Kaya Borlase & Chloe Williams on the Lynn Book Projects Archive
Kaya Borlase just received a B.S. in Statistical Math with a minor in Anthropology from Wake Forest University, and Chloe Williams will graduate in May with concentrations in Communications and Theatre at WFU. For the year 2020, both women were URECA-X Fellows, working with Lynn Book as research assistants for the Lynn Book Projects Archive, a digital site representing interdisciplinary artworks from Lynn’s corpus spanning over 40 years.

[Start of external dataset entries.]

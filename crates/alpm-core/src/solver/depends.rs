//! Phase C — dependency resolution (spec §4.5).
//!
//! Only `Sync` transactions reach into a sync database to pull in
//! unsatisfied dependencies; `Add`/`Upgrade` install exactly what the
//! caller named and are only checked for satisfaction against what's
//! already installed or already in the plan (a deliberate narrowing of
//! Phase C's scope, recorded in `DESIGN.md`).

use std::collections::{HashSet, VecDeque};

use alpm_types::Dependency;
use tracing::warn;

use crate::db::{LocalDatabase, ReadableDatabase, SyncDatabase};
use crate::error::AlpmError;
use crate::package::{InstallReason, Package};
use crate::plan::{Operation, Plan};

use super::target::find_provider;

/// Check that every candidate's `depends` is already satisfied by the
/// local database or another candidate in the plan, without reaching
/// into a sync database.
///
/// # Errors
/// Returns [`AlpmError::UnsatisfiedDeps`] listing every unmet expression.
pub(super) fn check_satisfied(plan: &Plan, local: &LocalDatabase) -> Result<(), AlpmError> {
    let incoming = plan.packages();
    let mut missing = Vec::new();

    for pkg in &incoming {
        for dep in &pkg.depends {
            if !is_satisfied(dep, &incoming, local) {
                missing.push(dep.clone());
            }
        }
    }

    if missing.is_empty() {
        Ok(())
    } else {
        Err(AlpmError::UnsatisfiedDeps(missing))
    }
}

fn is_satisfied(dep: &Dependency, incoming: &[&Package], local: &LocalDatabase) -> bool {
    incoming
        .iter()
        .any(|p| dep.is_satisfied_by(p.name.as_str(), &p.version, &p.provides))
        || local
            .iter()
            .any(|p| dep.is_satisfied_by(p.name.as_str(), &p.version, &p.provides))
}

/// Recursively pull in whatever the plan needs to become
/// dependency-closed. Cycles are broken by a per-name visitation stamp; an
/// iteration-count backstop additionally guards against runaway growth
/// (spec §4.5, "upper bound on iterations").
///
/// # Errors
/// Returns [`AlpmError::UnsatisfiedDeps`] listing every dependency that
/// could not be resolved from any sync database.
pub(super) fn resolve_recursive(
    plan: &mut Plan,
    local: &LocalDatabase,
    sync_dbs: &[SyncDatabase],
) -> Result<(), AlpmError> {
    let mut visited: HashSet<String> = plan.packages().iter().map(|p| p.name.to_string()).collect();
    let mut queue: VecDeque<String> = visited.iter().cloned().collect();
    let mut missing = Vec::new();

    let bound = (visited.len() as f64).sqrt().ceil() as usize + 8;
    let mut passes = 0usize;

    while let Some(name) = queue.pop_front() {
        passes += 1;
        if passes > bound {
            warn!(bound, "dependency resolution exceeded its iteration bound, possible cycle");
            break;
        }

        let depends = plan
            .operations
            .iter()
            .find_map(|op| op.incoming().filter(|p| p.name.as_str() == name).map(|p| p.depends.clone()));
        let Some(depends) = depends else { continue };

        for dep in depends {
            let already_satisfied = plan
                .packages()
                .iter()
                .any(|p| dep.is_satisfied_by(p.name.as_str(), &p.version, &p.provides))
                || local
                    .iter()
                    .any(|p| dep.is_satisfied_by(p.name.as_str(), &p.version, &p.provides));
            if already_satisfied {
                continue;
            }

            let Some(found) = find_provider(sync_dbs, dep.name.as_str(), None) else {
                missing.push(dep.clone());
                continue;
            };

            let mut candidate = found.package.clone();
            if visited.contains(candidate.name.as_str()) {
                continue;
            }
            visited.insert(candidate.name.as_str().to_string());
            candidate.install_reason = InstallReason::PulledAsDependency;

            let self_old = local
                .lookup(candidate.name.as_str())
                .filter(|old| old.version != candidate.version)
                .cloned();
            let op = match self_old {
                Some(old) => Operation::UpgradeOver { new: candidate, old },
                None => Operation::InstallNew(candidate),
            };
            let pulled_name = op.name().to_string();
            plan.operations.add(op);
            queue.push_back(pulled_name);
        }
    }

    if missing.is_empty() {
        Ok(())
    } else {
        Err(AlpmError::UnsatisfiedDeps(missing))
    }
}

#[cfg(test)]
mod tests {
    use super::*;
    use crate::package::{Origin, Sections};
    use alpm_types::{PackageName, Version};
    use std::str::FromStr;

    fn pkg_with_deps(name: &str, version: &str, deps: &[&str]) -> Package {
        let mut pkg = Package::skeleton(PackageName::new(name).unwrap(), Version::new(version), Origin::SyncDatabase);
        pkg.depends = deps.iter().map(|d| Dependency::from_str(d).unwrap()).collect();
        pkg.loaded = Sections::ALL;
        pkg
    }

    #[test]
    fn check_satisfied_reports_every_missing_dependency() {
        let dir = tempfile::tempdir().unwrap();
        let local = LocalDatabase::open(dir.path()).unwrap();

        let mut plan = Plan::new();
        plan.operations.add(Operation::InstallNew(pkg_with_deps("app", "1.0-1", &["missing-a", "missing-b"])));

        let err = check_satisfied(&plan, &local).unwrap_err();
        match err {
            AlpmError::UnsatisfiedDeps(deps) => assert_eq!(deps.len(), 2),
            other => panic!("unexpected error: {other:?}"),
        }
    }

    #[test]
    fn cyclic_dependency_still_terminates_and_includes_both_packages() {
        let dir = tempfile::tempdir().unwrap();
        let local = LocalDatabase::open(dir.path()).unwrap();
        let sync_dir = tempfile::tempdir().unwrap();
        let mut seed = LocalDatabase::open(sync_dir.path()).unwrap();
        seed.write(pkg_with_deps("b", "1.0-1", &["a"]), Sections::ALL).unwrap();
        let mut sync = SyncDatabase::open("core", sync_dir.path()).unwrap();
        sync.load_all(Sections::ALL).unwrap();
        let sync_dbs = vec![sync];

        let mut plan = Plan::new();
        plan.operations.add(Operation::InstallNew(pkg_with_deps("a", "1.0-1", &["b"])));

        resolve_recursive(&mut plan, &local, &sync_dbs).unwrap();

        let names: Vec<String> = plan.packages().iter().map(|p| p.name.to_string()).collect();
        assert!(names.contains(&"a".to_string()));
        assert!(names.contains(&"b".to_string()));
    }
}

This collaboration grounded by the Digital Scholarship (DISC) team in the Z. Smith Reynolds Library with significant support from the Humanities Institute and the former Interdisciplinary Performance and the Liberal Arts Center (IPLACe) will officially go public in 2021. Kaya and Chloe have been instrumental in making that happen and will talk about their experience with Lynn for this LIVE ART! encounter.